Crise financeira e dificuldades no fluxo de caixa têm levado hospitais a recorrer à recuperação judicial para reestruturar dívidas, diz advogado.(Imagem: Freepik)

Fluxo de caixa

Na avaliação de Rodrigo Perego, a entrada de organizações de saúde em processos de recuperação não pode ser atribuída apenas a problemas de gestão financeira.

Segundo o advogado, o setor possui uma dinâmica própria, marcada por custos elevados e por um fluxo de caixa especialmente sensível aos prazos de recebimento.

"As organizações de saúde chegam à recuperação judicial, em muitos casos, depois de uma combinação de fatores que comprime progressivamente o caixa. São instituições que precisam arcar continuamente com folha de pagamento, medicamentos, materiais, equipamentos e outros custos assistenciais, enquanto parte relevante das receitas depende de recebimentos que podem ocorrer em prazos longos. Quando esse descompasso se prolonga, a organização começa a perder capacidade de honrar seus compromissos e o endividamento passa a se tornar estrutural."

O cenário, acrescenta, pode ser agravado por atrasos nos pagamentos, glosas e inadimplência, com reflexos sobre toda a cadeia. Entre os principais fatores de pressão financeira, Rodrigo cita custos médicos, medicamentos e materiais, mão de obra, equipamentos, prazos de recebimento das operadoras e endividamento financeiro.

Para ele, um dos principais gargalos está justamente no descompasso entre o momento em que a instituição precisa desembolsar recursos para manter o atendimento e aquele em que recebe pelos serviços prestados.

"O grande gargalo está no fluxo financeiro. O hospital não pode simplesmente interromper a compra de medicamentos, deixar de pagar profissionais ou reduzir determinados serviços porque precisa manter o atendimento funcionando. Ao mesmo tempo, quando os recebimentos não acompanham o ritmo das despesas, a instituição começa a utilizar crédito para cobrir o próprio funcionamento. O que inicialmente parece uma solução de curto prazo pode se transformar em uma espiral de endividamento, especialmente em um cenário de juros elevados."

Serviço essencial

No setor hospitalar, a crise financeira ganha contornos específicos porque seus efeitos podem alcançar, além da própria instituição, pacientes, funcionários, fornecedores, médicos e a rede pública de saúde, observa Perego.

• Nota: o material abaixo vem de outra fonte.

//! Certificate image rendering.
//!
//! [`TemplateRenderer`] draws three text lines and a footer onto a PNG
//! template. Text is left-anchored and vertically centered on its
//! coordinate; the footer is centered horizontally near the bottom edge.
//! Rendering is deterministic: the same request always produces the same
//! file name, and an existing file is overwritten.

use std::path::{Path, PathBuf};
use std::sync::OnceLock;

use ab_glyph::{FontVec, PxScale};
use image::{Rgba, RgbaImage};
use imageproc::drawing::{draw_text_mut, text_size};
use sha1::{Digest, Sha1};
use tracing::{debug, info};

use markus_core::participant::ParticipantRecord;
use markus_core::roll::{display_event_name, roman_year};

use crate::error::RenderError;

/// Default template location.
pub const DEFAULT_TEMPLATE_PATH: &str = "assets/Participation.png";

/// Fonts tried after the configured one, in order.
pub const FALLBACK_FONTS: &[&str] = &[
    "fonts/DejaVuSans-Bold.ttf",
    "/usr/share/fonts/truetype/dejavu/DejaVuSans-Bold.ttf",
    "/usr/share/fonts/truetype/liberation/LiberationSans-Bold.ttf",
    "/usr/share/fonts/TTF/DejaVuSans-Bold.ttf",
    "C:/Windows/Fonts/arial.ttf",
    "C:/Windows/Fonts/arialbd.ttf",
];

/// Footer drawn on every certificate.
pub const FOOTER_TEXT: &str = "CT-PG Association Club | CT-PG Coding Club";

/// Everything printed on one certificate.
#[derive(Debug, Clone, PartialEq, Eq)]
pub struct CertificateRequest {
    /// Roll number (used for the file name).
    pub roll_no: String,
    /// Participant name.
    pub name: String,
    /// Department.
    pub department: String,
    /// Year or cohort.
    pub year: String,
    /// Event name as stored.
    pub event: String,
}

impl CertificateRequest {
    /// Builds a request from a stored record.
    #[must_use]
    pub fn from_record(record: &ParticipantRecord) -> Self {
        Self {
            roll_no: record.roll_no.clone(),
            name: record.name.clone(),
            department: record.department.clone(),
            year: record.year.clone(),
            event: record.event.clone(),
        }
    }

    /// Uppercased name line.
    #[must_use]
    pub fn name_line(&self) -> String {
        self.name.trim().to_uppercase()
    }

    /// `"<DEPT> <YEAR> YEAR"`, or `"<YEAR> YEAR"` without a department.
    #[must_use]
    pub fn department_line(&self) -> String {
        let year = roman_year(self.year.trim());
        let department = self.department.trim();
        let line = if department.is_empty() {
            format!("{year} Year")
        } else {
            format!("{department} {year} Year")
        };
        line.to_uppercase()
    }

    /// Cleaned, uppercased event line.
    #[must_use]
    pub fn event_line(&self) -> String {
        display_event_name(&self.event).to_uppercase()
    }

    /// Output file name: `<ROLL>_<EVENT>_<TAG>.png` with characters outside
    /// `[A-Za-z0-9-]` replaced by `_`.
    ///
    /// `TAG` is the first 8 hex digits of the SHA-1 of the raw event key, so
    /// events that sanitize to the same text still get distinct files.
    #[must_use]
    pub fn file_name(&self) -> String {
        let digest = Sha1::digest(self.event.as_bytes());
        format!(
            "{}_{}_{}.png",
            sanitize(&self.roll_no.to_uppercase()),
            sanitize(&self.event),
            &hex::encode(digest)[..8]
        )
    }
}

fn sanitize(value: &str) -> String {
    value
        .trim()
        .chars()
        .map(|c| if c.is_ascii_alphanumeric() || c == '-' { c } else { '_' })
        .collect()
}

/// Produces a local certificate file for a request.
///
/// Implementations are synchronous and CPU-bound; async callers run them on
/// the blocking pool.
pub trait ArtifactRenderer: Send + Sync + 'static {
    /// Renders the certificate and returns the written file path.
    ///
    /// # Errors
    ///
    /// Returns [`RenderError`] if the template or font is unavailable or the
    /// image cannot be written.
    fn render(&self, request: &CertificateRequest) -> Result<PathBuf, RenderError>;
}

/// Text position and size.
#[derive(Debug, Clone, Copy, PartialEq)]
pub struct TextSlot {
    /// Left edge, in pixels.
    pub x: i32,
    /// Vertical center, in pixels.
    pub y: i32,
    /// Font size, in pixels.
    pub size: f32,
}

/// Where each line goes on the template.
#[derive(Debug, Clone, PartialEq)]
pub struct RenderLayout {
    /// Participant name.
    pub name: TextSlot,
    /// Department and year.
    pub department: TextSlot,
    /// Event.
    pub event: TextSlot,
    /// Footer font size.
    pub footer_size: f32,
    /// Footer center distance from the bottom edge.
    pub footer_offset: i32,
    /// Footer text.
    pub footer: String,
}

impl Default for RenderLayout {
    fn default() -> Self {
        Self {
            name: TextSlot {
                x: 1064,
                y: 786,
                size: 45.0,
            },
            department: TextSlot {
                x: 315,
                y: 865,
                size: 35.0,
            },
            event: TextSlot {
                x: 1264,
                y: 865,
                size: 35.0,
            },
            footer_size: 25.0,
            footer_offset: 50,
            footer: FOOTER_TEXT.to_string(),
        }
    }
}

/// Renders certificates from a PNG template.
pub struct TemplateRenderer {
    template_path: PathBuf,
    output_dir: PathBuf,
    fonts: Vec<PathBuf>,
    layout: RenderLayout,
    font: OnceLock<FontVec>,
}

impl std::fmt::Debug for TemplateRenderer {
    fn fmt(&self, f: &mut std::fmt::Formatter<'_>) -> std::fmt::Result {
        f.debug_struct("TemplateRenderer")
            .field("template_path", &self.template_path)
            .field("output_dir", &self.output_dir)
            .field("fonts", &self.fonts)
            .finish_non_exhaustive()
    }
}

impl TemplateRenderer {
    /// Creates a renderer. `font` is tried before the built-in fallbacks.
    #[must_use]
    pub fn new(
        template_path: impl Into<PathBuf>,
        font: Option<PathBuf>,
        output_dir: impl Into<PathBuf>,
    ) -> Self {
        let fonts = font
            .into_iter()
            .chain(FALLBACK_FONTS.iter().map(PathBuf::from))
            .collect();
        Self {
            template_path: template_path.into(),
            output_dir: output_dir.into(),
            fonts,
            layout: RenderLayout::default(),
            font: OnceLock::new(),
        }
    }

    /// Replaces the font candidate list.
    #[must_use]
    pub fn with_font_candidates(mut self, fonts: Vec<PathBuf>) -> Self {
        self.fonts = fonts;
        self
    }

    /// Replaces the layout.
    #[must_use]
    pub fn with_layout(mut self, layout: RenderLayout) -> Self {
        self.layout = layout;
        self
    }

    /// Output directory.
    #[must_use]
    pub fn output_dir(&self) -> &Path {
        &self.output_dir
    }

    /// Returns the first loadable candidate font, loading it once.
    fn font(&self) -> Result<&FontVec, RenderError> {
        if let Some(font) = self.font.get() {
            return Ok(font);
        }
        for path in &self.fonts {
            let Ok(bytes) = std::fs::read(path) else {
                continue;
            };
            match FontVec::try_from_vec(bytes) {
                Ok(font) => {
                    info!(font = %path.display(), "loaded certificate font");
                    let _ = self.font.set(font);
                    break;
                }
                Err(err) => debug!(font = %path.display(), error = %err, "unusable font"),
            }
        }
        self.font.get().ok_or_else(|| RenderError::FontMissing {
            tried: self.fonts.clone(),
        })
    }
}

fn draw_left_middle(canvas: &mut RgbaImage, font: &FontVec, slot: TextSlot, text: &str) {
    let scale = PxScale::from(slot.size);
    let (_, height) = text_size(scale, font, text);
    let top = slot.y - i32::try_from(height / 2).unwrap_or(0);
    draw_text_mut(canvas, Rgba([0, 0, 0, 255]), slot.x, top, scale, font, text);
}

impl ArtifactRenderer for TemplateRenderer {
    fn render(&self, request: &CertificateRequest) -> Result<PathBuf, RenderError> {
        if !self.template_path.is_file() {
            return Err(RenderError::TemplateMissing {
                path: self.template_path.clone(),
            });
        }
        let font = self.font()?;
        let mut canvas = image::open(&self.template_path)?.to_rgba8();

        let layout = &self.layout;
        draw_left_middle(&mut canvas, font, layout.name, &request.name_line());
        draw_left_middle(&mut canvas, font, layout.department, &request.department_line());
        draw_left_middle(&mut canvas, font, layout.event, &request.event_line());

        let footer_scale = PxScale::from(layout.footer_size);
        let (footer_w, footer_h) = text_size(footer_scale, font, &layout.footer);
        let width = i32::try_from(canvas.width()).unwrap_or(i32::MAX);
        let height = i32::try_from(canvas.height()).unwrap_or(i32::MAX);
        let footer_x = width / 2 - i32::try_from(footer_w / 2).unwrap_or(0);
        let footer_y = height - layout.footer_offset - i32::try_from(footer_h / 2).unwrap_or(0);
        draw_text_mut(
            &mut canvas,
            Rgba([0, 0, 0, 255]),
            footer_x,
            footer_y,
            footer_scale,
            font,
            &layout.footer,
        );

        std::fs::create_dir_all(&self.output_dir).map_err(|source| RenderError::Io {
            path: self.output_dir.clone(),
            source,
        })?;
        let path = self.output_dir.join(request.file_name());
        canvas.save(&path)?;
        debug!(path = %path.display(), "certificate rendered");
        Ok(path)
    }
}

Por isso, a reestruturação financeira de uma organização hospitalar envolve uma preocupação adicional com a continuidade de um serviço essencial.

Nesse contexto, mecanismos de recuperação judicial ou extrajudicial podem permitir a reorganização do passivo sem a interrupção das atividades.

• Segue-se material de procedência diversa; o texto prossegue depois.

//! Stats command - per-event issuance totals and department breakdown.

use anyhow::Result;
use owo_colors::OwoColorize;

use markus_core::roll::display_event_name;

use crate::commands::{open_store, print_json};
use crate::{Config, OutputFormat};

/// Execute the stats command.
///
/// # Errors
///
/// Returns an error if the store cannot be read.
pub async fn execute(config: &Config) -> Result<()> {
    let store = open_store(config)?;
    let (stats, departments) = store
        .run(|s| Ok((s.event_stats()?, s.department_breakdown()?)))
        .await?;

    match config.format {
        OutputFormat::Json => print_json(&serde_json::json!({
            "events": stats,
            "departments": departments,
        }))?,
        OutputFormat::Text => {
            if stats.is_empty() {
                println!("No records yet");
                return Ok(());
            }
            for event in &stats {
                println!(
                    "{}: {} issued, {} pending, {} blocked ({} records)",
                    display_event_name(&event.event).bold(),
                    event.issued.green(),
                    event.pending.yellow(),
                    event.blocked.red(),
                    event.records
                );
            }
            println!();
            for department in &departments {
                println!(
                    "{}: {}",
                    department.department.bold(),
                    department.participants
                );
            }
        }
        OutputFormat::Table => {
            use tabled::{Table, Tabled};

            #[derive(Tabled)]
            struct StatsRow {
                #[tabled(rename = "Event")]
                event: String,
                #[tabled(rename = "Records")]
                records: u64,
                #[tabled(rename = "Issued")]
                issued: u64,
                #[tabled(rename = "Pending")]
                pending: u64,
                #[tabled(rename = "Blocked")]
                blocked: u64,
            }

            let rows: Vec<_> = stats
                .iter()
                .map(|s| StatsRow {
                    event: display_event_name(&s.event),
                    records: s.records,
                    issued: s.issued,
                    pending: s.pending,
                    blocked: s.blocked,
                })
                .collect();
            println!("{}", Table::new(rows));

            #[derive(Tabled)]
            struct DepartmentRow {
                #[tabled(rename = "Department")]
                department: String,
                #[tabled(rename = "Participants")]
                participants: u64,
            }

            let rows: Vec<_> = departments
                .into_iter()
                .map(|d| DepartmentRow {
                    department: d.department,
                    participants: d.participants,
                })
                .collect();
            println!("{}", Table::new(rows));
        }
    }
    Ok(())
}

No caso da Santa Casa de Araçatuba, por exemplo, a homologação do plano foi apresentada como forma de preservar o atendimento e os empregos, com possibilidade de pagamento da dívida em até 20 anos, segundo os dados reunidos pelo advogado.

"É importante compreender a recuperação judicial como um instrumento de reorganização, e não como sinônimo de falência ou fechamento. No caso das organizações de saúde, essa distinção é ainda mais importante, porque existe uma cadeia inteira que depende da continuidade daquela operação. O desafio jurídico e financeiro é construir uma solução que permita reorganizar o passivo sem comprometer a assistência, preservando empregos, fornecedores e, principalmente, o atendimento aos pacientes", afirma Perego.

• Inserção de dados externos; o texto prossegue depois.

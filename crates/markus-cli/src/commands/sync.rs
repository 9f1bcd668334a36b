//! Sync command - pull registrations from the configured spreadsheets.

use std::path::PathBuf;
use std::sync::Arc;

use anyhow::{Context, Result, bail};
use clap::Args;
use owo_colors::OwoColorize;

use markus_sync::google::{GoogleCredentials, GoogleSheetsSource};
use markus_sync::source::{SourceConfig, load_sources};
use markus_sync::synchronizer::{SourceOutcome, SyncReport, Synchronizer};

use crate::commands::{open_store, print_json};
use crate::{Config, OutputFormat};

/// Arguments for the sync command.
#[derive(Debug, Args)]
pub struct SyncArgs {
    /// JSON file listing the spreadsheet sources.
    #[arg(long, env = "MARKUS_SOURCES_PATH")]
    pub sources: PathBuf,

    /// Only sync the named sources (repeatable).
    #[arg(long = "source", short = 's')]
    pub only: Vec<String>,

    /// Inline service-account key JSON.
    #[arg(long, env = "MARKUS_GOOGLE_CREDENTIALS_JSON", hide_env_values = true)]
    pub credentials_json: Option<String>,

    /// Service-account key file.
    #[arg(long, env = "MARKUS_GOOGLE_CREDENTIALS_PATH")]
    pub credentials_path: Option<PathBuf>,
}

impl SyncArgs {
    fn credentials(&self) -> GoogleCredentials {
        if let Some(json) = &self.credentials_json {
            GoogleCredentials::Json(json.clone())
        } else if let Some(path) = &self.credentials_path {
            GoogleCredentials::File(path.clone())
        } else {
            GoogleCredentials::Ambient
        }
    }
}

/// Keeps the sources named in `only`, or all of them when it is empty.
///
/// # Errors
///
/// Returns an error if a requested name is not configured.
pub fn select_sources(sources: Vec<SourceConfig>, only: &[String]) -> Result<Vec<SourceConfig>> {
    if only.is_empty() {
        return Ok(sources);
    }
    if let Some(missing) = only
        .iter()
        .find(|name| !sources.iter().any(|s| &s.name == *name))
    {
        bail!("unknown source: {missing}");
    }
    Ok(sources
        .into_iter()
        .filter(|s| only.contains(&s.name))
        .collect())
}

/// Execute the sync command.
///
/// # Errors
///
/// Returns an error if the configuration cannot be loaded or any source
/// failed. Successful sources are written either way.
pub async fn execute(args: SyncArgs, config: &Config) -> Result<()> {
    let sources = load_sources(&args.sources)
        .with_context(|| format!("failed to load sources from {}", args.sources.display()))?;
    let sources = select_sources(sources, &args.only)?;
    let store = open_store(config)?;
    let sheets = GoogleSheetsSource::new(args.credentials()).await?;

    let report = Synchronizer::new(store, Arc::new(sheets), sources)
        .run()
        .await;

    match config.format {
        OutputFormat::Json => print_json(&report)?,
        OutputFormat::Text | OutputFormat::Table => print_report(&report),
    }

    let failed = report.failed_count();
    if failed > 0 {
        bail!("{failed} source(s) failed");
    }
    Ok(())
}

fn print_report(report: &SyncReport) {
    for source in &report.sources {
        match &source.outcome {
            SourceOutcome::Synced(stats) => println!(
                "{} {} ({}): {} rows, {} leaders ({} new), {} members, {} skipped, {} rejected",
                "✓".green(),
                source.name.bold(),
                source.event,
                stats.rows_seen,
                stats.leaders,
                stats.leaders_inserted,
                stats.members,
                stats.skipped_rows,
                stats.rejected_members
            ),
            SourceOutcome::Failed { error } => println!(
                "{} {} ({}): {}",
                "✗".red(),
                source.name.bold(),
                source.event,
                error.red()
            ),
        }
    }
    let totals = report.totals();
    println!();
    println!(
        "Synced {} leaders and {} members in {}s",
        totals.leaders,
        totals.members,
        (report.finished_at - report.started_at).num_seconds()
    );
}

Na avaliação do advogado, o avanço dos processos de reestruturação entre hospitais privados, Santas Casas e grandes grupos empresariais evidencia um cenário marcado por custos crescentes, endividamento, dificuldade de geração de caixa e problemas no ciclo de recebimento.

A análise desses processos, segundo Perego, deve considerar não apenas o volume das dívidas, mas também a estrutura financeira da instituição, o perfil dos credores, a capacidade de geração de caixa e os impactos que uma eventual interrupção das atividades poderia provocar sobre a população atendida.